In the course of his argument in support of the notion thus briefly conveyed by the learned judge Mr. Burton Q.C. advanced two distinct propositions:

1. The plaintiffs owed a duty towards the defendants to mitigate the loss resulting from their purchase of the house in reliance on the misrepresentation; the sale to the developers was a performance of this duty; the result of this mitigation was to be taken into account in computing the loss.

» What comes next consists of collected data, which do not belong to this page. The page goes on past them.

//! Duplicate-delivery guard around one actor's step of a transaction.
use anyhow::Result;
use std::future::Future;
use tracing::{info, warn};

use crate::config::EngineSettings;
use crate::db::{ledger, BeginOutcome, Pool};
use crate::model::{ActorRole, CachedResult, ChangeOutcome, LedgerStatus};

#[derive(Debug, Clone, PartialEq, Eq)]
pub enum Guarded {
    /// The step ran now.
    Fresh(CachedResult),
    /// The step ran on an earlier delivery; nothing was called this time.
    Replayed(CachedResult),
    /// Another delivery still owns the step.
    Processing,
}

impl Guarded {
    pub fn outcome(&self) -> ChangeOutcome {
        match self {
            Guarded::Fresh(result) | Guarded::Replayed(result) => ChangeOutcome::from(result),
            Guarded::Processing => ChangeOutcome::processing(),
        }
    }

    pub fn result(&self) -> Option<&CachedResult> {
        match self {
            Guarded::Fresh(result) | Guarded::Replayed(result) => Some(result),
            Guarded::Processing => None,
        }
    }

    pub fn ran_successfully(&self) -> bool {
        matches!(self, Guarded::Fresh(result) if result.is_success())
    }
}

/// Run `action` at most once per `(key, role)`.
///
/// `NotStarted` runs the action and caches what it returns. `InProgress` waits
/// one recheck interval; if still in flight the caller gets
/// [`Guarded::Processing`]. `Complete` replays the cached result. An `Err`
/// from the action, or from recording its result, resets the role so a
/// redelivery can try again. A marker left by a delivery that never came back
/// is claimable once `ledger_stale_seconds` old.
pub async fn run_guarded<F, Fut>(
    pool: &Pool,
    settings: &EngineSettings,
    key: &str,
    role: ActorRole,
    action: F,
) -> Result<Guarded>
where
    F: FnOnce() -> Fut,
    Fut: Future<Output = Result<CachedResult>>,
{
    match ledger::try_begin(pool, key, role, settings.ledger_stale_seconds).await? {
        BeginOutcome::Started => {}
        BeginOutcome::Complete(result) => {
            info!(txn_key = key, %role, "replaying completed step");
            return Ok(Guarded::Replayed(result));
        }
        BeginOutcome::InProgress => {
            tokio::time::sleep(settings.ledger_recheck).await;
            match ledger::try_begin(pool, key, role, settings.ledger_stale_seconds).await? {
                BeginOutcome::Started => {}
                BeginOutcome::Complete(result) => return Ok(Guarded::Replayed(result)),
                BeginOutcome::InProgress => {
                    warn!(txn_key = key, %role, "step still in progress; asking caller to retry");
                    return Ok(Guarded::Processing);
                }
            }
        }
    }

    match action().await {
        Ok(result) => {
            if let Err(err) = ledger::complete(pool, key, role, &result).await {
                ledger::reset(pool, key, role).await?;
                return Err(err);
            }
            info!(txn_key = key, %role, status = result.status_code, "step complete");
            Ok(Guarded::Fresh(result))
        }
        Err(err) => {
            ledger::reset(pool, key, role).await?;
            Err(err)
        }
    }
}

/// The cached outcome when `role` already completed its step for `key`.
///
/// Handlers whose lookups stop resolving once the step took effect check this
/// before looking anything up.
pub async fn replay(pool: &Pool, key: &str, role: ActorRole) -> Result<Option<ChangeOutcome>> {
    let entry = ledger::load(pool, key).await?;
    if entry.status(role) != LedgerStatus::Complete {
        return Ok(None);
    }
    Ok(entry.result(role).map(ChangeOutcome::from))
}

#[cfg(test)]
mod tests {
    use super::*;
    use anyhow::anyhow;
    use std::sync::atomic::{AtomicUsize, Ordering};
    use std::time::Duration;

    fn settings() -> EngineSettings {
        EngineSettings {
            ledger_recheck: Duration::from_millis(5),
            ..EngineSettings::default()
        }
    }

    #[tokio::test]
    async fn completed_step_is_not_rerun() {
        let pool = crate::db::memory_pool().await.unwrap();
        let calls = AtomicUsize::new(0);
        let run = || async {
            calls.fetch_add(1, Ordering::SeqCst);
            Ok::<_, anyhow::Error>(CachedResult::success())
        };

        let first = run_guarded(&pool, &settings(), "k", ActorRole::Sender, run).await.unwrap();
        let second = run_guarded(&pool, &settings(), "k", ActorRole::Sender, run).await.unwrap();
        assert!(first.ran_successfully());
        assert_eq!(second, Guarded::Replayed(CachedResult::success()));
        assert_eq!(first.outcome(), second.outcome());
        assert_eq!(calls.load(Ordering::SeqCst), 1);
    }

    #[tokio::test]
    async fn in_flight_step_reports_processing() {
        let pool = crate::db::memory_pool().await.unwrap();
        ledger::try_begin(&pool, "k", ActorRole::Recipient, 120).await.unwrap();

        let guarded = run_guarded(&pool, &settings(), "k", ActorRole::Recipient, || async {
            Err::<CachedResult, _>(anyhow!("must not run while another delivery owns the step"))
        })
        .await
        .unwrap();
        assert_eq!(guarded, Guarded::Processing);
        assert_eq!(guarded.outcome().status, 102);
    }

    #[tokio::test]
    async fn internal_error_leaves_step_retryable() {
        let pool = crate::db::memory_pool().await.unwrap();
        let err = run_guarded(&pool, &settings(), "k", ActorRole::Manager, || async {
            Err::<CachedResult, _>(anyhow!("lease exhausted"))
        })
        .await
        .unwrap_err();
        assert!(err.to_string().contains("lease"));

        let retried = run_guarded(&pool, &settings(), "k", ActorRole::Manager, || async {
            Ok::<_, anyhow::Error>(CachedResult::success())
        })
        .await
        .unwrap();
        assert!(retried.ran_successfully());
    }

    #[tokio::test]
    async fn replay_only_for_completed_roles() {
        let pool = crate::db::memory_pool().await.unwrap();
        assert!(replay(&pool, "k", ActorRole::Manager).await.unwrap().is_none());

        let failed = CachedResult::failure(400, "SHIFT_GONE", "gone");
        run_guarded(&pool, &settings(), "k", ActorRole::Manager, || async {
            Ok::<_, anyhow::Error>(CachedResult::failure(400, "SHIFT_GONE", "gone"))
        })
        .await
        .unwrap();
        assert_eq!(
            replay(&pool, "k", ActorRole::Manager).await.unwrap(),
            Some(ChangeOutcome::from(&failed))
        );
        assert!(replay(&pool, "k", ActorRole::Sender).await.unwrap().is_none());
    }
}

2. Whether the re-sale was a mitigation or not, the fact is that when the plaintiffs' dealings are regarded as a whole it can be seen that they have suffered no loss.

11

Very often it happens that no distinction need be drawn between these two ways of approaching the problem: they raise the same issues of fact and lead to the same conclusion, and are often treated together under the same heading of "mitigation". Nevertheless, I believe that Mr. Burton was right to recognise the distinction when advancing his clients' case.

12

The first argument depends upon proof that the plaintiffs were under a duty to re-sell the house in mitigation. For the plaintiffs, Mr. Roddick, Q.C. takes the initial point that there can never be a question of mitigating a loss which has already crystallised, and that the loss has crystallised here in terms of the conventional measure of damage for an unsatisfactory purchase made in reliance on an actionable misrepresentation by the vendor. I feel some reservations about this proposition. It is true that the question of a duty to mitigate tends most often to arise in the context of a continuing loss. Thus, for example where a plaintiff is suffering a loss of business profits, which will go on until he does something to stop it, then if there is something which he could reasonably do, and yet he fails to do it, the damages are computed as if the loss had come to an end; conversely if he does take action to prevent further loss, all the consequences...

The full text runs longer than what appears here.